Километра три дорога идёт на подъём, затем местность выравнивается. Начался густой ельник, ручей сузился; толстые серые ели плотней подступили к нему.
Кух, кух, кух, — донеслось спереди и чуть влево от ручья, — чу-фы, чу-фы!
Осторожно крадусь на песню: вот уж глухарь где-то близко; вон на той ели. Умолкает, и я останавливаюсь, жду долго.
Чу-фф! — и похоже, защёлкал клювом.
Снова крадусь, опять тишина. Мне кажется, птица сидит вот на той макушке; нет, на этой. Пальнуть наугад? Слышу манящий звук, но теперь он далеко.
Бегаю так короткими перебежками долго. Солнце уже высоко. Ручья я не вижу, догадываюсь, что взял от него влево, и круто поворачиваю вправо. Наконец вот лощина, и в ней не ручей, а ручеёк. Плюнув на хитрого глухаря, я закуриваю и, передохнув, бреду выше по ручейку. Мне жарко, а вода в ручейке так прозрачна, холодна и вкусна, что, напившись, то и дело наклоняюсь, черпаю пригоршней и опять пью.
Ели сменились тонкими и кривыми берёзками. За ними лощина раздаётся вширь. Я вышел к болоту, покрытому серой прошлогодней травой. Несколько хилых ёлочек, таких же берёзок. Надеюсь найти в центре болота открытую воду, где могут быть утки. Но кроме кочек и сваленных здесь кем-то когда-то толстых и уже сгнивших брёвен, ничего больше не замечаю.
Вдруг метрах в двух слева по ходу вижу что-то серое и продолговатое. Подхожу, присматриваюсь: шинель, хлястик на ней, одного рукава нет. Стволом ружья хочу приподнять шинель, посмотреть, что под ней. Кусок её отламывается коркой; пробую рукой — то же самое. Разминаю в пальцах кусочек шинели: на ладони серая пыль. Под шинелью ничего нет. Разгребаю ногами траву. Каска. Наша, советская. Истлевшие кости, должно быть, остатки черепа. Нахожу ствол винтовки с магазином и затвором. Оглядевшись, замечаю ещё шинель, ещё. Я не буду их трогать. Семь лет назад… какие семь лет? Это война кончилась семь лет назад, а здесь бои были в сорок первом.
Старая хозяйка говорит, что немцы в Тихвине были месяц с небольшим, накануне сорок второго их выбили из города… Я — на кладбище без могил. Солнце уже спускается к лесу. Там, где я только что разрывал траву, что-то блеснуло. Это стёклышко от очков; я вытираю его, кладу в карман.
Только что я пил вкусную воду, вытекающую прозрачным бойким ручейком с этого кладбища. Почему-то осторожно ступая на свои же следы, выхожу к лощине, бреду обратно.
Напротив Веркиного дома живёт пожилой Яков Полетаев, он без левой руки. Просил нас выписать для него дров на базе, мы выписали, и он теперь при встрече приветливо раскланивается с нами. В потёмках я подхожу к нашему двору. Полетаев и Гриша сидят на крыльце.
— Вот и студент с глухарями, — говорит Гриша, — где они?
— В лесу. — Я присаживаюсь, рассказываю о болоте.
— По ручью попал туда? — спрашивает Яков.
— Да.
— А не врёшь ты? — пугается чего-то старик.
— Как же вру, когда говорю, что видал.
— И табличек там нет никаких?

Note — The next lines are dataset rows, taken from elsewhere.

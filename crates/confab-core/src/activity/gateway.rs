//! The typed invocation contract for external domain tools.

use crate::activity::types::{
    AddBeneficiaryRequest, Beneficiary, CloseInvestmentRequest, DeleteBeneficiaryRequest,
    Investment, OpenInvestmentRequest,
};
use crate::error::SupervisorError;
use async_trait::async_trait;
use serde::{Deserialize, Serialize};
use thiserror::Error;

/// Failure classification for an activity invocation.
///
/// The classification is the gateway's whole retry contract: `Validation`
/// is terminal and never retried, `Transient` is retried by the substrate's
/// own retry policy. The gateway itself never retries.
#[derive(Error, Debug, Clone, PartialEq, Eq, Serialize, Deserialize)]
pub enum ActivityError {
    /// Input failed validation. Terminal.
    #[error("validation: {0}")]
    Validation(String),
    /// Downstream hiccup (network, contention). Retryable.
    #[error("transient: {0}")]
    Transient(String),
}

impl ActivityError {
    /// Whether the substrate's retry policy may retry this failure.
    pub fn is_retryable(&self) -> bool {
        matches!(self, Self::Transient(_))
    }
}

impl From<ActivityError> for SupervisorError {
    fn from(err: ActivityError) -> Self {
        match err {
            ActivityError::Validation(msg) => Self::ActivityValidation(msg),
            ActivityError::Transient(msg) => Self::ActivityTransient(msg),
        }
    }
}

/// A type alias for `Result<T, ActivityError>`.
pub type ActivityResult<T> = std::result::Result<T, ActivityError>;

/// Capability-scoped remote operations over beneficiaries and investments.
///
/// Delivery is at-least-once: the substrate may re-attempt an invocation
/// whose acknowledgment was lost. Mutating operations therefore either
/// carry a caller-supplied invocation key (add/open) or are naturally
/// idempotent from the session's perspective (delete/close of a named id).
#[async_trait]
pub trait ActivityGateway: Send + Sync {
    async fn list_beneficiaries(&self) -> ActivityResult<Vec<Beneficiary>>;

    async fn add_beneficiary(&self, request: AddBeneficiaryRequest)
    -> ActivityResult<Beneficiary>;

    async fn delete_beneficiary(&self, request: DeleteBeneficiaryRequest) -> ActivityResult<()>;

    async fn list_investments(&self) -> ActivityResult<Vec<Investment>>;

    async fn open_investment(&self, request: OpenInvestmentRequest)
    -> ActivityResult<Investment>;

    async fn close_investment(&self, request: CloseInvestmentRequest)
    -> ActivityResult<Investment>;
}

На столбиках?
— Я не видел.
Он говорит, что лощина у начала ручья и болото были заминированы. Там осталось много мин. И он сам был в комиссии, прибивал дощечки, предупреждающие людей об опасности.
— Два года назад там старуха и девочка подорвались, — говорит Яков, — должны минёры приехать. Они там второй год уже роются и никак не разделаются. И проволоки колючей там нет?

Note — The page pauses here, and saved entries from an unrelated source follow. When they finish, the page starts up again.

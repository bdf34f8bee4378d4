use std::fs;
use std::path::{Path, PathBuf};

use anyhow::{Context, Result};

/// Resolve `path` to its canonical real form when it exists on disk;
/// otherwise hand it back unchanged.
#[must_use]
pub fn realpath_if_exists(path: &Path) -> PathBuf {
    if path.exists() {
        fs::canonicalize(path).unwrap_or_else(|_| path.to_path_buf())
    } else {
        path.to_path_buf()
    }
}

/// Best-effort recursive chmod for paths that may have been hardened
/// read-only.
#[cfg(unix)]
pub(crate) fn make_writable_recursive(path: &Path) {
    use std::os::unix::fs::PermissionsExt;
    let Ok(meta) = fs::symlink_metadata(path) else {
        return;
    };
    if meta.file_type().is_symlink() {
        return;
    }
    let mode = if meta.is_dir() { 0o755 } else { 0o644 };
    let _ = fs::set_permissions(path, fs::Permissions::from_mode(mode));
    if meta.is_dir() {
        if let Ok(entries) = fs::read_dir(path) {
            for entry in entries.flatten() {
                make_writable_recursive(&entry.path());
            }
        }
    }
}

#[cfg(not(unix))]
pub(crate) fn make_writable_recursive(path: &Path) {
    let Ok(meta) = fs::symlink_metadata(path) else {
        return;
    };
    if meta.file_type().is_symlink() {
        return;
    }
    let mut perms = meta.permissions();
    if perms.readonly() {
        perms.set_readonly(false);
        let _ = fs::set_permissions(path, perms);
    }
    if meta.is_dir() {
        if let Ok(entries) = fs::read_dir(path) {
            for entry in entries.flatten() {
                make_writable_recursive(&entry.path());
            }
        }
    }
}

pub(crate) fn remove_dir_all_writable(path: &Path) -> Result<()> {
    let meta = match fs::symlink_metadata(path) {
        Ok(meta) => meta,
        Err(err) if err.kind() == std::io::ErrorKind::NotFound => return Ok(()),
        Err(err) => return Err(err).with_context(|| format!("failed to stat {}", path.display())),
    };
    if meta.file_type().is_symlink() {
        fs::remove_file(path)
            .with_context(|| format!("failed to remove symlink {}", path.display()))?;
        return Ok(());
    }
    make_writable_recursive(path);
    fs::remove_dir_all(path).with_context(|| format!("failed to remove {}", path.display()))?;
    Ok(())
}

Мне кажется, я видел обрывки проволоки, но не обратил на неё внимания.
— Понимаю, понимаю, — бормочет Яков. — Ах ты бродяжка! — ругается он и встаёт. — Это Сашка-дурачок снял проволоку: зимой я видел, он тащил моток её к станции. Это он. Надо в горсовет заявить завтра. А коров не пасли в лощине?
— Я не видел.
Он прощается.
— Ты на Курской дуге не воевал, Гриша? — говорю я.

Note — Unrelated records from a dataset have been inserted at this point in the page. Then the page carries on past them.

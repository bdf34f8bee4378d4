use std::fmt;
use std::path::PathBuf;

use crate::core::pyc::CacheError;

/// What a missing layout entry was expected to be.
#[derive(Debug, Clone, Copy, PartialEq, Eq)]
pub enum EntryKind {
    Directory,
    File,
}

impl fmt::Display for EntryKind {
    fn fmt(&self, f: &mut fmt::Formatter<'_>) -> fmt::Result {
        match self {
            EntryKind::Directory => f.write_str("directory"),
            EntryKind::File => f.write_str("file"),
        }
    }
}

/// Failures with a defined surface form; everything else travels as plain
/// `anyhow` context chains.
#[derive(Debug, thiserror::Error)]
pub enum RelocateError {
    /// The target directory does not have the layout of a virtualenv. The
    /// message names the first missing entry, so callers can print it as-is.
    #[error("{} is not a virtualenv: not a {kind}: {}", root.display(), path.display())]
    NotAVirtualenv {
        root: PathBuf,
        kind: EntryKind,
        path: PathBuf,
    },

    /// The activation script exists but carries no `VIRTUAL_ENV` assignment.
    /// Unlike a layout mismatch this means the environment is corrupt.
    #[error("Could not find VIRTUAL_ENV= in activation script: {}", path.display())]
    ActivateMissingPath { path: PathBuf },

    /// A bytecode cache file could not be deserialized.
    #[error("invalid bytecode cache {}", path.display())]
    BadCache {
        path: PathBuf,
        #[source]
        source: CacheError,
    },
}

Мне хочется, чтоб он сказал: да, воевал, и упомянул бы Петровск.
Нет, Гриша не был в тех местах. Во время Курской дуги он был на переформировании под Москвой…
В работу мы с Гришей втянулись, мышцы у нас не болят по утрам. Обитатели улицы нас уже знают. Проходим мимо компании женщин, стариков, старух, собравшихся посудачить перед сном. Заметив нас, они умолкают, присматриваются
— Это Веркины жильцы. — И продолжают беседу.